Feature selection consistently identified biomarkers across ADNI and OASIS-3, with the entorhinal, hippocampus, lateral ventricle, and lateral orbitofrontal regions being the most affected. Classification results varied between balanced and imbalanced datasets and between ADNI and OASIS-3. For ADNI balanced datasets, the naíve Bayes model using -score harmonization and ReliefF feature selection performed best (Acc = 69.17%, AROC = 77.73%, F1 = 69.21%, MCC' = 69.28%). For OASIS-3 balanced datasets, SVM with zscore-corrected data outperformed others (Acc = 66.58%, AROC = 72.01%, MCC' = 66.78%), while logistic regression had the best F1-score (66.68%). In imbalanced data, RUSBoost showed the strongest overall performance on ADNI (F1 = 50.60%, AROC = 81.54%) and OASIS-3 (MCC' = 63.31%). Support vector machine (SVM) excelled on ADNI in terms of Acc (82.93%) and MCC' (70.21%), while naïve Bayes performed best on OASIS-3 by F1 (42.54%) and AROC (70.33%).
Data harmonization significantly improved the consistency and performance of feature selection and ML classification, with -score harmonization yielding the best results. This study also highlights the importance of nested cross-validation (CV) to control overfitting and the potential of a semi-automatic pipeline for early AD detection using MRI, with future applications integrating other neuroimaging data to enhance prediction.
阿尔茨海默病(AD)作为一种神经退行性疾病带来了重大挑战,早期检测对于有效干预至关重要。磁共振成像(MRI)因其在临床环境中的可用性和成本效益,成为AD研究中的关键工具。
本研究旨在对基于MRI的生物标志物选择和分类的机器学习(ML)方法进行全面分析,以研究AD中的早期认知衰退。重点是区分保持稳定的健康对照(HC)参与者和在五年内发展为轻度认知障碍(MCI)的参与者(不稳定HC或uHC)。
使用来自阿尔茨海默病神经成像倡议(ADNI)和开放获取影像研究系列3(OASIS - 3)的3特斯拉(3T)MRI数据,重点关注HC和uHC组。使用Freesurfer的recon - all和其他工具从皮质下和皮质脑区提取解剖学生物标志物。应用ML技术进行特征选择和分类,使用MATLAB分类学习器(MCL)应用程序进行初步分析,随后采用诸如嵌套交叉验证和贝叶斯优化等先进方法,并在我们定制的管道中实施的蒙特卡罗复制分析中进行评估。此外,基于多项式回归的数据协调技术用于增强ML和统计分析。在我们的研究中,使用诸如准确率(Acc)、受试者工作特征曲线下面积(AROC)、F1分数和归一化马修斯相关系数(MCC')等性能指标评估ML分类器。

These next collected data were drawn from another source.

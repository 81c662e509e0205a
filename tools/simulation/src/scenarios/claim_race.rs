//! Claim race scenario
//!
//! A voucher's secret leaks to several parties who all claim in the same
//! tick. Exactly one claim may land; every rival is turned away with
//! `ClaimInProgress`, cannot redeem despite knowing the secret, and the
//! winner redeems the full escrow.

use rust_decimal::Decimal;
use tracing::info;
use voucher_contracts::commitment::SecretCommitment;
use voucher_contracts::config::LedgerConfig;
use voucher_contracts::errors::ErrorKind;
use voucher_contracts::events::ContractEvent;
use voucher_types::ids::{Address, VoucherId};

use super::{apply, ScenarioResult};
use crate::actors::creator::attached_for;
use crate::engine::{Action, SimError, World};
use crate::metrics::SimMetrics;

/// Configuration for the claim race scenario.
#[derive(Debug, Clone)]
pub struct ClaimRaceConfig {
    /// Parties racing to claim the voucher
    pub contenders: usize,
    pub value: Decimal,
    pub claim_deposit: Decimal,
    pub claim_period_seconds: i64,
}

impl Default for ClaimRaceConfig {
    fn default() -> Self {
        Self {
            contenders: 8,
            value: Decimal::from(2),
            claim_deposit: Decimal::from(60),
            claim_period_seconds: 3_600,
        }
    }
}

/// Run the claim race scenario.
pub fn run(config: &ClaimRaceConfig) -> Result<ScenarioResult, SimError> {
    let ledger_config = LedgerConfig::new("admin")
        .with_fee_recipient("treasury")
        .with_claim_period(config.claim_period_seconds);
    let mut world = World::new(ledger_config)?;
    let mut metrics = SimMetrics::new();
    let mut failures = Vec::new();

    let creator = Address::new("creator");
    let secret = b"leaked-secret".to_vec();
    let code = b"race-voucher".to_vec();
    let voucher_id = VoucherId::from_code(&code);
    let attached = attached_for(config.value, &world.fee_params());
    world.fund(&creator, attached)?;

    let created = apply(
        &mut world,
        &mut metrics,
        &Action::Create {
            creator: creator.clone(),
            code,
            secret_commitment: SecretCommitment::from_secret(&secret),
            attached,
            claim_deposit: config.claim_deposit,
        },
    )?;
    if let Err(e) = created.result {
        failures.push(format!("create rejected: {e}"));
        return Ok(ScenarioResult::new("claim_race", &world, metrics, failures));
    }

    let contenders: Vec<Address> = (0..config.contenders)
        .map(|i| Address::new(format!("contender-{i}")))
        .collect();
    for contender in &contenders {
        world.fund(contender, config.claim_deposit)?;
    }

    // Everyone claims before the clock moves
    let mut winner = None;
    for contender in &contenders {
        let outcome = apply(
            &mut world,
            &mut metrics,
            &Action::Claim {
                caller: contender.clone(),
                voucher_id,
                deposit: config.claim_deposit,
            },
        )?;
        match outcome.error_kind() {
            None if winner.is_none() => winner = Some(contender.clone()),
            None => failures.push(format!("{contender} displaced the claim of {winner:?}")),
            Some(ErrorKind::ClaimInProgress) => {}
            Some(kind) => failures.push(format!("{contender} rejected with {kind:?}")),
        }
    }

    let Some(winner) = winner else {
        failures.push("no contender claimed".to_string());
        return Ok(ScenarioResult::new("claim_race", &world, metrics, failures));
    };

    // Losers know the secret but hold no claim
    for loser in contenders.iter().filter(|c| **c != winner) {
        let outcome = apply(
            &mut world,
            &mut metrics,
            &Action::Redeem {
                caller: loser.clone(),
                voucher_id,
                secret: secret.clone(),
            },
        )?;
        if outcome.error_kind() != Some(ErrorKind::NotClaimed) {
            failures.push(format!("{loser} redeem was {:?}", outcome.error_kind()));
        }
        if world.bank.balance_of(loser.as_str()) != config.claim_deposit {
            failures.push(format!("{loser} lost funds in a rejected claim"));
        }
    }

    let redeemed = apply(
        &mut world,
        &mut metrics,
        &Action::Redeem {
            caller: winner.clone(),
            voucher_id,
            secret,
        },
    )?;
    match &redeemed.result {
        Ok(events) => {
            let payout: Decimal = events
                .iter()
                .filter_map(|e| match e {
                    ContractEvent::VoucherRedeemed(r) => Some(r.payout()),
                    _ => None,
                })
                .sum();
            if payout != config.value + config.claim_deposit {
                failures.push(format!("winner paid {payout}"));
            }
        }
        Err(e) => failures.push(format!("winner redeem rejected: {e}")),
    }
    if world.ledger.escrow_total() != Decimal::ZERO {
        failures.push(format!("escrow left behind: {}", world.ledger.escrow_total()));
    }

    info!(
        contenders = config.contenders,
        winner = %winner,
        rejected = metrics.total_rejections,
        "Claim race finished"
    );
    Ok(ScenarioResult::new("claim_race", &world, metrics, failures))
}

特征选择在ADNI和OASIS - 3中一致地识别出生物标志物,内嗅区、海马体、侧脑室和外侧眶额区受影响最大。分类结果在平衡和不平衡数据集之间以及ADNI和OASIS - 3之间有所不同。对于ADNI平衡数据集,使用 - 分数协调和ReliefF特征选择的朴素贝叶斯模型表现最佳(Acc = 69.17%,AROC = 77.73%,F1 = 69.21%,MCC' = 69.28%)。对于OASIS - 3平衡数据集,经z分数校正数据的支持向量机(SVM)表现优于其他方法(Acc = 66.58%,AROC = 72.01%,MCC' = 66.78%),而逻辑回归的F1分数最佳(66.68%)。在不平衡数据中,RUSBoost在ADNI(F1 = 50.60%,AROC = 81.54%)和OASIS - 3(MCC' = 63.31%)上总体表现最强。支持向量机(SVM)在ADNI上的Acc(82.93%)和MCC'(70.21%)方面表现出色,而朴素贝叶斯在OASIS - 3上的F1(42.54%)和AROC(70.33%)方面表现最佳。
数据协调显著提高了特征选择和ML分类的一致性和性能, - 分数协调产生了最佳结果。本研究还强调了嵌套交叉验证(CV)对控制过拟合的重要性以及使用MRI进行早期AD检测的半自动管道的潜力,未来应用将整合其他神经影像数据以增强预测。